DIRECTIONS FOR THIS TASK: Lines to return, exactly: from the line with "within a batch." to the line with "outcome)| match outcome" in the entries below, both included.
═══ TASK INPUTS
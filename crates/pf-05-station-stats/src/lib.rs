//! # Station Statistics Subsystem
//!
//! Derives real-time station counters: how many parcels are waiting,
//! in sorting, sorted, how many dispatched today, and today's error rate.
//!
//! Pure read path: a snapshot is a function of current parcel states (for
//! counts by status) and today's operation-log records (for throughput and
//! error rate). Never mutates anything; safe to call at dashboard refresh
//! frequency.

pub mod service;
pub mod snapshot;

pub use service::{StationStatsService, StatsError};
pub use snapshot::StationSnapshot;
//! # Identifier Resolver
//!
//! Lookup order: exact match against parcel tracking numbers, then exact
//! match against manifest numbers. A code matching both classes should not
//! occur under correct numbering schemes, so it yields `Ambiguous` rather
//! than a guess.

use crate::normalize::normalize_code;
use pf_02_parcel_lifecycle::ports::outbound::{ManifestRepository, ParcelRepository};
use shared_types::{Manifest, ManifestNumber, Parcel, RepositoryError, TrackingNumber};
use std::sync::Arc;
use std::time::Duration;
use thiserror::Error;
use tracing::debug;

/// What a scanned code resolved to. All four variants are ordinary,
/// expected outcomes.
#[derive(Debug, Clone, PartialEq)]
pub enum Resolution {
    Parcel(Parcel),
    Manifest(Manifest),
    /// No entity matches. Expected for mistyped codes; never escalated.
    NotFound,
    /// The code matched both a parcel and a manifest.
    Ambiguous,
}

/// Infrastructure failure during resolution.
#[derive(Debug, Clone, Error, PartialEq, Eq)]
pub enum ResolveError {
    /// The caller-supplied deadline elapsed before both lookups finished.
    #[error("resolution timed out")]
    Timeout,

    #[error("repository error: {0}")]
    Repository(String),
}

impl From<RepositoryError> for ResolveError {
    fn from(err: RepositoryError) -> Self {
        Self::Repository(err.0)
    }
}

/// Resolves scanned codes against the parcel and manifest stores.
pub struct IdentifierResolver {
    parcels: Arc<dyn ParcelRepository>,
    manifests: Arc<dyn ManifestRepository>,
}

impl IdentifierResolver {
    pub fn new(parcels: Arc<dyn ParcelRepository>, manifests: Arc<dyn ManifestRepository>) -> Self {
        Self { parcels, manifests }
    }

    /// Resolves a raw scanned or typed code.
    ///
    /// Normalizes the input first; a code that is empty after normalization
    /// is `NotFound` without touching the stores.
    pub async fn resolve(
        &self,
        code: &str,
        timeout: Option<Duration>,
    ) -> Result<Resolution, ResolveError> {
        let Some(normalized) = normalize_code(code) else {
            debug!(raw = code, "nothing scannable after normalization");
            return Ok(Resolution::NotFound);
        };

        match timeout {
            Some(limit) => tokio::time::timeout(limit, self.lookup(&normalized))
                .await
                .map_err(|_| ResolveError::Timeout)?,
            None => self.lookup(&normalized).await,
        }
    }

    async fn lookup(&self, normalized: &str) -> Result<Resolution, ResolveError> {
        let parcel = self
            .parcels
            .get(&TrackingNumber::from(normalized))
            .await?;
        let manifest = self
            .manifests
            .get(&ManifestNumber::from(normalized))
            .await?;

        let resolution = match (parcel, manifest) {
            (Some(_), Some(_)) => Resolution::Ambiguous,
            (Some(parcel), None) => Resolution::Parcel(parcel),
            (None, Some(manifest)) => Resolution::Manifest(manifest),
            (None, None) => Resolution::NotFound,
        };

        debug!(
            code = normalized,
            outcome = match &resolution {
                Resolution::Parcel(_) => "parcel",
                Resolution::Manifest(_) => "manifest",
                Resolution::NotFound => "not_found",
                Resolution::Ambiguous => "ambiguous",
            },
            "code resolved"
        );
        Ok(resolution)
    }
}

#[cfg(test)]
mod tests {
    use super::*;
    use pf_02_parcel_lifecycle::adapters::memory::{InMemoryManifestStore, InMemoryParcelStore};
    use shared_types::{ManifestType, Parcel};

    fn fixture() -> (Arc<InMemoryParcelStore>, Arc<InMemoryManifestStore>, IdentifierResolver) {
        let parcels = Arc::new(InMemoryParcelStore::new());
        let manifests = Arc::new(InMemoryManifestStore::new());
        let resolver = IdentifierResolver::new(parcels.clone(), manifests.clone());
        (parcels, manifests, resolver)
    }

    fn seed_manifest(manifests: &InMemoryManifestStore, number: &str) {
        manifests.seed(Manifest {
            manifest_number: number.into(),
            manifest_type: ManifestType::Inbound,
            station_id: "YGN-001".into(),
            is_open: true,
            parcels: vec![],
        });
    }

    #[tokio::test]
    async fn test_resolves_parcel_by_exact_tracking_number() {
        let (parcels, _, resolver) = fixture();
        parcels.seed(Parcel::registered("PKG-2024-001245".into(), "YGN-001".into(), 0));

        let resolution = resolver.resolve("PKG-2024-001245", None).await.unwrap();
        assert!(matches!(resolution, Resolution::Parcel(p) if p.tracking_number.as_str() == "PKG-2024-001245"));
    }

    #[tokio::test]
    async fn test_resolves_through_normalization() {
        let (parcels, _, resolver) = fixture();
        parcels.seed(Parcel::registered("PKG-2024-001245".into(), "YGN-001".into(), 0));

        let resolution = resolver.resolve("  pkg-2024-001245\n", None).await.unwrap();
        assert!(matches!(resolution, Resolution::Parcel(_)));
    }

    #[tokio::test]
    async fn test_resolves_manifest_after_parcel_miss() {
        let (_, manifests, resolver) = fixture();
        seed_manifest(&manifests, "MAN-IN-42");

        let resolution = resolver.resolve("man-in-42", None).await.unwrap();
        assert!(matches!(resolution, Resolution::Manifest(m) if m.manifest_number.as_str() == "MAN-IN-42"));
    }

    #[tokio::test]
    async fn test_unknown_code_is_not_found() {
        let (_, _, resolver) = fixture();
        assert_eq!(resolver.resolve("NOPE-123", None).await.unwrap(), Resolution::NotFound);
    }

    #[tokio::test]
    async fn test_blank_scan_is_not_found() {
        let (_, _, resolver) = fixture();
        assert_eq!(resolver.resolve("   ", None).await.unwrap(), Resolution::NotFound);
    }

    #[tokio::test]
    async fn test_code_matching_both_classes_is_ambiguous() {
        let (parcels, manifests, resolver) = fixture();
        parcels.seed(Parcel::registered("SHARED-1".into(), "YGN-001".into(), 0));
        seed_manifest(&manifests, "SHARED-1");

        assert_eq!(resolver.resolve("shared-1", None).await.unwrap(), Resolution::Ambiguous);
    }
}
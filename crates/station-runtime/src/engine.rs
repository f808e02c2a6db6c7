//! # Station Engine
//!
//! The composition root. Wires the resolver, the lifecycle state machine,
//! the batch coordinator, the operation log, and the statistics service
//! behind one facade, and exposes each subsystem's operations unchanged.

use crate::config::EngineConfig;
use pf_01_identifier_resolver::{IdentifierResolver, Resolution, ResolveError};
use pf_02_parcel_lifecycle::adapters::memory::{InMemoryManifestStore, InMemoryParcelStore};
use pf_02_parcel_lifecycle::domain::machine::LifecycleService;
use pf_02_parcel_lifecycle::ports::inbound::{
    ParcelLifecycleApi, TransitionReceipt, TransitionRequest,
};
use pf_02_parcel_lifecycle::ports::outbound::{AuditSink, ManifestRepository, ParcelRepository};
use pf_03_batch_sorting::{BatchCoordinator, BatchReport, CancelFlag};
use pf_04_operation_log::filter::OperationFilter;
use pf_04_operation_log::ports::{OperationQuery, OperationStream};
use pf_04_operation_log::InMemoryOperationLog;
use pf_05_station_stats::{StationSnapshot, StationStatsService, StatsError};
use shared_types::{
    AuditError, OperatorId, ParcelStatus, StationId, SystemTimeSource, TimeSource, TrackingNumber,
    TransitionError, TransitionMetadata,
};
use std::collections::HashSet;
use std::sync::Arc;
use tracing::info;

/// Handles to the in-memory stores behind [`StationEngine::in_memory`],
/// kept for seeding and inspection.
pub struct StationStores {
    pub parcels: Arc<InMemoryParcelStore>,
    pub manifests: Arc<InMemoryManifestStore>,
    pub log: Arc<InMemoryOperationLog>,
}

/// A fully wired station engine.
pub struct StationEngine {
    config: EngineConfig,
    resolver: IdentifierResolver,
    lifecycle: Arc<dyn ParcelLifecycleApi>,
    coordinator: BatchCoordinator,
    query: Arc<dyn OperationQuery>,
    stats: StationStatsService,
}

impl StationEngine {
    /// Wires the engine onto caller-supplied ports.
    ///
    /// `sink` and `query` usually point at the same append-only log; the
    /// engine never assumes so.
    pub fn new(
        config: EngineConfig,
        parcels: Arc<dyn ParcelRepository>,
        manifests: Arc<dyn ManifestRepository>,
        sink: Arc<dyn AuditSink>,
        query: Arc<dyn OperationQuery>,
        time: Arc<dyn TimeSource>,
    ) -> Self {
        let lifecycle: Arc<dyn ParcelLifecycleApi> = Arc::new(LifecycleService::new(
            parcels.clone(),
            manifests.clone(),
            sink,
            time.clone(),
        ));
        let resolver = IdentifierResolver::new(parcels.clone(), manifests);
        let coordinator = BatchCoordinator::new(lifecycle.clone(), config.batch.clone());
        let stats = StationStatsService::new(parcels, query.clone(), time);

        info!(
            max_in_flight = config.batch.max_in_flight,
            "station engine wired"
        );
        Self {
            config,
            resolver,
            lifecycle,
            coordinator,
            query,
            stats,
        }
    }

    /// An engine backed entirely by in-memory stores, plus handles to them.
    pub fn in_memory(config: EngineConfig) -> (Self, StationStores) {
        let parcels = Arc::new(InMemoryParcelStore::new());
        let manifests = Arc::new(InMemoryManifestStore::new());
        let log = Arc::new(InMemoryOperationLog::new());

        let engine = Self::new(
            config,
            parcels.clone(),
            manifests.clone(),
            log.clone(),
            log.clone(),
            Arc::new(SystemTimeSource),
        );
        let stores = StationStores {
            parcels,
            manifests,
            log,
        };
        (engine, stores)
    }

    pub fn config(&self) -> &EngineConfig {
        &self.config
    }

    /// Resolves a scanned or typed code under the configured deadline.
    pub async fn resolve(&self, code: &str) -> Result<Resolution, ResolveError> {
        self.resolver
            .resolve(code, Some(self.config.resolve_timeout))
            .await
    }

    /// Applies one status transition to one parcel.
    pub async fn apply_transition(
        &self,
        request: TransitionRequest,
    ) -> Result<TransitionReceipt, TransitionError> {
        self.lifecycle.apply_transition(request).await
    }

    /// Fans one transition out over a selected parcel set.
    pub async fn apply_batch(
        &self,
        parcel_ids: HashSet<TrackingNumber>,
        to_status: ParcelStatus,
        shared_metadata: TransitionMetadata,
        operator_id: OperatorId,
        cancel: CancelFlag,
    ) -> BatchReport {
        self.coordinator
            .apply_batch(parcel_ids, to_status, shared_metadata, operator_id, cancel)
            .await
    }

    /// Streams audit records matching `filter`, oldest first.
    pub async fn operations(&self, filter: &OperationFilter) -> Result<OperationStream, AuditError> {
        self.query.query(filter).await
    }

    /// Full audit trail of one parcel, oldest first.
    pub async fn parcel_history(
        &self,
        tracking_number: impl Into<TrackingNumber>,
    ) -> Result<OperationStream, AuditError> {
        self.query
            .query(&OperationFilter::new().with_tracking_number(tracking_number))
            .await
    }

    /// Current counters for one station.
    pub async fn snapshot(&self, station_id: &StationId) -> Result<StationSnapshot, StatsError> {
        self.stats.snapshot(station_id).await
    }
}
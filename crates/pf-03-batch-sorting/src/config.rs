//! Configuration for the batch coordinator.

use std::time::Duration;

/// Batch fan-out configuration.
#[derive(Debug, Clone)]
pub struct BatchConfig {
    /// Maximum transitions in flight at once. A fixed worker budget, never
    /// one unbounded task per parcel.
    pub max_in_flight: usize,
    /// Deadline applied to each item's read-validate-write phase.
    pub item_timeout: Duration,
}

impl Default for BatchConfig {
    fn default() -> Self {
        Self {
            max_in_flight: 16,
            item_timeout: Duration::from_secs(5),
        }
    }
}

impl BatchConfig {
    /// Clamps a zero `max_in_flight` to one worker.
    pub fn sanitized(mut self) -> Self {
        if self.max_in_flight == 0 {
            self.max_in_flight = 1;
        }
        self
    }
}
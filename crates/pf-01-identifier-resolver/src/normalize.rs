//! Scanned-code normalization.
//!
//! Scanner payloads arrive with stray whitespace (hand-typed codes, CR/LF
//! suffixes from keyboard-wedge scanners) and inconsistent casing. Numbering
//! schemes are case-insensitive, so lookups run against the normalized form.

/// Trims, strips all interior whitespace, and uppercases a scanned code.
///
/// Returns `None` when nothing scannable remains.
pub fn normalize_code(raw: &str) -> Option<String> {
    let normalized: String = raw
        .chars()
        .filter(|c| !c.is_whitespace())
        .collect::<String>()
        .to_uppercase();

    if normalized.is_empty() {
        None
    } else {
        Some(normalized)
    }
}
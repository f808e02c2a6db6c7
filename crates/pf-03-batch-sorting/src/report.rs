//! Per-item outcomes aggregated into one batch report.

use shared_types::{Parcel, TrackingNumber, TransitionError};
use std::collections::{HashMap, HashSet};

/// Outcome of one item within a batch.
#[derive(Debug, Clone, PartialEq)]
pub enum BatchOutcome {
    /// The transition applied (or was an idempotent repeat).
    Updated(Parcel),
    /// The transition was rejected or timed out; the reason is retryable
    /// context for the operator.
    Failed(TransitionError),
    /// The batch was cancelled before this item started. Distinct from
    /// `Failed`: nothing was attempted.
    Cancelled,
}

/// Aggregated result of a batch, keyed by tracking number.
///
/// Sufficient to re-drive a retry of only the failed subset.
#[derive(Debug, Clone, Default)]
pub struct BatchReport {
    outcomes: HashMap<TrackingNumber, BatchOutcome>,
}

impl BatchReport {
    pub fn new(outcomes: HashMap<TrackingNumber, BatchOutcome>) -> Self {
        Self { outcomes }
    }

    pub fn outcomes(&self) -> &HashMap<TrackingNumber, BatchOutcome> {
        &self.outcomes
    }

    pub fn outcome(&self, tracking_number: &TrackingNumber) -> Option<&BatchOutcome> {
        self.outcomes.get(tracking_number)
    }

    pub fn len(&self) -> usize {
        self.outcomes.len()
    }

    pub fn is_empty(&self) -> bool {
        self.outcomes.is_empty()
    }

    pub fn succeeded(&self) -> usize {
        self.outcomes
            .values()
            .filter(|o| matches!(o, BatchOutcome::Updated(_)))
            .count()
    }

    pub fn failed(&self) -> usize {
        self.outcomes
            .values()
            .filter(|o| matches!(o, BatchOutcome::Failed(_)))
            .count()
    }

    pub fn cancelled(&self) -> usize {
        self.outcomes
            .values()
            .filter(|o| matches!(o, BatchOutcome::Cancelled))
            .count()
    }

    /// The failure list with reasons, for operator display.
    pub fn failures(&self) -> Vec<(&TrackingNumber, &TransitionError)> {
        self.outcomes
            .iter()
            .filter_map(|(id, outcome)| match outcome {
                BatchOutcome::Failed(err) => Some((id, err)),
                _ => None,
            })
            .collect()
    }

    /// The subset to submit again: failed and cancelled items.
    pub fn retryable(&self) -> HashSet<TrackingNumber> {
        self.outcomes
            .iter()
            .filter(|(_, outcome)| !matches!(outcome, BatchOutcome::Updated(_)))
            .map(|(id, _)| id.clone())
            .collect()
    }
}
══════
EXERCISE RESULT:
/// Outcome of one item within a batch.
#[derive(Debug, Clone, PartialEq)]
pub enum BatchOutcome {
    /// The transition applied (or was an idempotent repeat).
    Updated(Parcel),
    /// The transition was rejected or timed out; the reason is retryable
    /// context for the operator.
    Failed(TransitionError),
    /// The batch was cancelled before this item started. Distinct from
    /// `Failed`: nothing was attempted.
    Cancelled,
}

/// Aggregated result of a batch, keyed by tracking number.
///
/// Sufficient to re-drive a retry of only the failed subset.
#[derive(Debug, Clone, Default)]
pub struct BatchReport {
    outcomes: HashMap<TrackingNumber, BatchOutcome>,
}

impl BatchReport {
    pub fn new(outcomes: HashMap<TrackingNumber, BatchOutcome>) -> Self {
        Self { outcomes }
    }

    pub fn outcomes(&self) -> &HashMap<TrackingNumber, BatchOutcome> {
        &self.outcomes
    }

    pub fn outcome(&self, tracking_number: &TrackingNumber) -> Option<&BatchOutcome> {
        self.outcomes.get(tracking_number)
    }

    pub fn len(&self) -> usize {
        self.outcomes.len()
    }

    pub fn is_empty(&self) -> bool {
        self.outcomes.is_empty()
    }

    pub fn succeeded(&self) -> usize {
        self.outcomes
            .values()
            .filter(|o| matches!(o, BatchOutcome::Updated(_)))
            .count()
    }

    pub fn failed(&self) -> usize {
        self.outcomes
            .values()
            .filter(|o| matches!(o, BatchOutcome::Failed(_)))
            .count()
    }

    pub fn cancelled(&self) -> usize {
        self.outcomes
            .values()
            .filter(|o| matches!(o, BatchOutcome::Cancelled))
            .count()
    }

    /// The failure list with reasons, for operator display.
    pub fn failures(&self) -> Vec<(&TrackingNumber, &TransitionError)> {
        self.outcomes
            .iter()
            .filter_map(|(id, outcome)| match outcome {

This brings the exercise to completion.